*** Block opens ***

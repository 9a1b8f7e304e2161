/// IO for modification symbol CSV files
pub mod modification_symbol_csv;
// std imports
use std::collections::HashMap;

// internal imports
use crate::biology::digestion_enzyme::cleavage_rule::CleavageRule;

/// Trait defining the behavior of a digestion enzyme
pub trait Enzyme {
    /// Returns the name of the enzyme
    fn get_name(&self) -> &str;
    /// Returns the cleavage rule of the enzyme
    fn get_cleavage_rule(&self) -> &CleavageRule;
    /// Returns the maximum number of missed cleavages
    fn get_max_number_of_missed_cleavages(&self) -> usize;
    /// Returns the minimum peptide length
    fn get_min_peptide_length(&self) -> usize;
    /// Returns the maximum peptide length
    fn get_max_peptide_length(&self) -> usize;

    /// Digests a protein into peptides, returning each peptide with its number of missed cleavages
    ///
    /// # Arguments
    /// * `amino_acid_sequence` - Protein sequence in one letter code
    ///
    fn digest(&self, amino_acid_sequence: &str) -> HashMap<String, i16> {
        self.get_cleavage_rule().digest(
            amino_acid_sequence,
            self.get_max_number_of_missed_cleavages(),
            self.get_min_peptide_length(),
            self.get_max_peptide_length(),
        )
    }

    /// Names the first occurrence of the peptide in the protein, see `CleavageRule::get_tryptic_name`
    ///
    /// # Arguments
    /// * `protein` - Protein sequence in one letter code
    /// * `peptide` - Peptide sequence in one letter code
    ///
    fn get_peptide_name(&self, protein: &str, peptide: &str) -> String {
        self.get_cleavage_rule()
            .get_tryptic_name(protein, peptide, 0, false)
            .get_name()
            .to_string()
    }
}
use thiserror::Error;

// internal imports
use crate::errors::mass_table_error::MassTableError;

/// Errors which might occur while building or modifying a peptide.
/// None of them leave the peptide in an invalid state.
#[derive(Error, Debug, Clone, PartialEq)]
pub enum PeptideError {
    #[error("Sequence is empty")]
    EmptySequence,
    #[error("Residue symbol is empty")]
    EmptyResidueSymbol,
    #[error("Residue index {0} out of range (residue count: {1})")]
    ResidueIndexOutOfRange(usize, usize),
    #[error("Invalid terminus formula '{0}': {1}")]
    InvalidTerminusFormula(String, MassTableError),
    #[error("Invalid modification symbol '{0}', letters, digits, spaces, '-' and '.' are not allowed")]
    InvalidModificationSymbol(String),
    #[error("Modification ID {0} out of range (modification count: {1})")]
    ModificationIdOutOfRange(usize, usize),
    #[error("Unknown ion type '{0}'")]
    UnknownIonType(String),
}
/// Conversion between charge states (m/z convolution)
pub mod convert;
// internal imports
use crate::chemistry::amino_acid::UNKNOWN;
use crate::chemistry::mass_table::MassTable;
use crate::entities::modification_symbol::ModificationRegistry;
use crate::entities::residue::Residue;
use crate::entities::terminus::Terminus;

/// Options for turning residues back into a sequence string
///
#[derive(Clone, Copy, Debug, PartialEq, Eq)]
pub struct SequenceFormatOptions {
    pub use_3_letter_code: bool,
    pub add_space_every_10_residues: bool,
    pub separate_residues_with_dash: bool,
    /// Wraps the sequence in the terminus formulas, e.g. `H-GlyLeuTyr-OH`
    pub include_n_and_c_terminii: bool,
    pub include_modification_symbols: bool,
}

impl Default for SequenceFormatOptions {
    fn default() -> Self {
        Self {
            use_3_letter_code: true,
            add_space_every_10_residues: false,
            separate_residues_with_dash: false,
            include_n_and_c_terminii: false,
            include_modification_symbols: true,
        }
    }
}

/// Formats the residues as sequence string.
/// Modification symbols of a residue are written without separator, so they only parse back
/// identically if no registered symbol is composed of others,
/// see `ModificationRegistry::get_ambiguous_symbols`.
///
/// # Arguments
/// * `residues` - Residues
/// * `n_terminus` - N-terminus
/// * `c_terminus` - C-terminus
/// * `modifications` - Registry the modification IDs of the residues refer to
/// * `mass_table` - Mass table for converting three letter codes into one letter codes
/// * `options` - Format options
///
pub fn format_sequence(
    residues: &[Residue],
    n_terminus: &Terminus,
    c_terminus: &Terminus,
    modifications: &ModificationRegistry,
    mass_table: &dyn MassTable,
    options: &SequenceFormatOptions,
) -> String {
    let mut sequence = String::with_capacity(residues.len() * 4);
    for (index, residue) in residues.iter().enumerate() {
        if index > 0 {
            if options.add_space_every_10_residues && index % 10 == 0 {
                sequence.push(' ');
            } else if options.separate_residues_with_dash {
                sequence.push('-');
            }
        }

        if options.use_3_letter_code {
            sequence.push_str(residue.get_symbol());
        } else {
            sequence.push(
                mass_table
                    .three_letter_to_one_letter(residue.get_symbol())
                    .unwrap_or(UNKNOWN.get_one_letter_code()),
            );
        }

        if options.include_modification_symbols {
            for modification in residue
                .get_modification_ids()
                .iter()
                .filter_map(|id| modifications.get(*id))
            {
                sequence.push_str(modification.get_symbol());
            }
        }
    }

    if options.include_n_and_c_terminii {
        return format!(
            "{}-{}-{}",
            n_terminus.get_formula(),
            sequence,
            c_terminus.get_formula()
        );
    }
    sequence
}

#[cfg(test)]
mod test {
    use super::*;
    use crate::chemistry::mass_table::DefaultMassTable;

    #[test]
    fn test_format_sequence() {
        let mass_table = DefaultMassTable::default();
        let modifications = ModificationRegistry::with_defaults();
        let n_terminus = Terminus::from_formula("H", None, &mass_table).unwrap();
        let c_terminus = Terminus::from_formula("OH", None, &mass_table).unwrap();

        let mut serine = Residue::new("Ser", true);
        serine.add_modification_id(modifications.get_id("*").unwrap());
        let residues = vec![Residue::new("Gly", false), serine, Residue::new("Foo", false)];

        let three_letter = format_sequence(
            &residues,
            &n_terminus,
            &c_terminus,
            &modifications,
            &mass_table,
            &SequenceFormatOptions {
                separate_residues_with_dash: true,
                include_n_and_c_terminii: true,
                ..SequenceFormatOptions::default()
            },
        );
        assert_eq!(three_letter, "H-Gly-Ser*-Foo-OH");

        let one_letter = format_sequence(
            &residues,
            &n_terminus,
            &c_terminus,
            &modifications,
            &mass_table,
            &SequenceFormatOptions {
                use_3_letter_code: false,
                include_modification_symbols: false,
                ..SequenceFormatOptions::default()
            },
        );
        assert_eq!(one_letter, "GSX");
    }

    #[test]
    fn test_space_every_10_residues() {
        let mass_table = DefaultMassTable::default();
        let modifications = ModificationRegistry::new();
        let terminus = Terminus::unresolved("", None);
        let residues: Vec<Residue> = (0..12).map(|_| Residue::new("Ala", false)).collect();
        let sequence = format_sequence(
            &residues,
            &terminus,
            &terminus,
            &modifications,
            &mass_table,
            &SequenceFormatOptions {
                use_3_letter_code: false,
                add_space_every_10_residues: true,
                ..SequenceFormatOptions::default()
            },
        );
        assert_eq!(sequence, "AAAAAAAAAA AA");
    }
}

*** Block closes ***
*** Block opens ***

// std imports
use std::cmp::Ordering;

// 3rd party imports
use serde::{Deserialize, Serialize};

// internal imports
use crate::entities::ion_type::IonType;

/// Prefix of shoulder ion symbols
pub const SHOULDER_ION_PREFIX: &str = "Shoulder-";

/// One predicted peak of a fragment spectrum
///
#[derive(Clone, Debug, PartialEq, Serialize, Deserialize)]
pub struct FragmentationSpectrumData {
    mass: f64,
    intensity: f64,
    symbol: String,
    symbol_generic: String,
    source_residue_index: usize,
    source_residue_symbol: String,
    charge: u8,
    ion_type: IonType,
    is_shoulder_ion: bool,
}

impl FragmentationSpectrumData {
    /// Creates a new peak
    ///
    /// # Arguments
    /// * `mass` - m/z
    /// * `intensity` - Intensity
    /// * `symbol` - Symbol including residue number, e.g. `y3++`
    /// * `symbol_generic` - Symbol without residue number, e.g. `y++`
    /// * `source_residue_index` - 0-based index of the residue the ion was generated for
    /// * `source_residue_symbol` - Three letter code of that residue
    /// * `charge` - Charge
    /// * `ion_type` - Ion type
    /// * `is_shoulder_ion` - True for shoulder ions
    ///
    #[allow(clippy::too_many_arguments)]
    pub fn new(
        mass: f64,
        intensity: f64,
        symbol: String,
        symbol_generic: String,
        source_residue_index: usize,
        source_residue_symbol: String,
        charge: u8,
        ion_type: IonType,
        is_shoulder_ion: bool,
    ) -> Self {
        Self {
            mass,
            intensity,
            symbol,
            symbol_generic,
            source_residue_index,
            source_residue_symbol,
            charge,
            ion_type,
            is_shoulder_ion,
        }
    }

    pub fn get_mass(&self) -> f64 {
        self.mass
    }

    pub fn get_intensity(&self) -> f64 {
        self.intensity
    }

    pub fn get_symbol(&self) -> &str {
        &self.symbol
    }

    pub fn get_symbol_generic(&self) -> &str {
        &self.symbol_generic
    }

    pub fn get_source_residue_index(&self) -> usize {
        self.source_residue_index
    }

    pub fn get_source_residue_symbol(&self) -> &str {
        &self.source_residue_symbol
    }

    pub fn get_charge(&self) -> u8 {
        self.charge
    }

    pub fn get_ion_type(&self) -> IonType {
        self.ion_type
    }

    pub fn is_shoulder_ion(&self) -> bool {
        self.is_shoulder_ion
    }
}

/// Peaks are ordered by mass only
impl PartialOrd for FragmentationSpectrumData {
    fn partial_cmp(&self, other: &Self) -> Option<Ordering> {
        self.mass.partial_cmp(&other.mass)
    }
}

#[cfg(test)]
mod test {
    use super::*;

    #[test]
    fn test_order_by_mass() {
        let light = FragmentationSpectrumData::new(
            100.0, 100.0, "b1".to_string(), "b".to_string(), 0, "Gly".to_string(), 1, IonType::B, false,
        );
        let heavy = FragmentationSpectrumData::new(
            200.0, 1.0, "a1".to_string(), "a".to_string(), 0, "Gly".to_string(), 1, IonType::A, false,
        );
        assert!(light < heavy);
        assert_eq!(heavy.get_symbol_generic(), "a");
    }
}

*** Block closes ***

* **Exercise**
Copy out all lines of the listing above that include "serine".

* **Solution**
        let mut serine = Residue::new("Ser", true);
        serine.add_modification_id(modifications.get_id("*").unwrap());
        let residues = vec![Residue::new("Gly", false), serine, Residue::new("Foo", false)];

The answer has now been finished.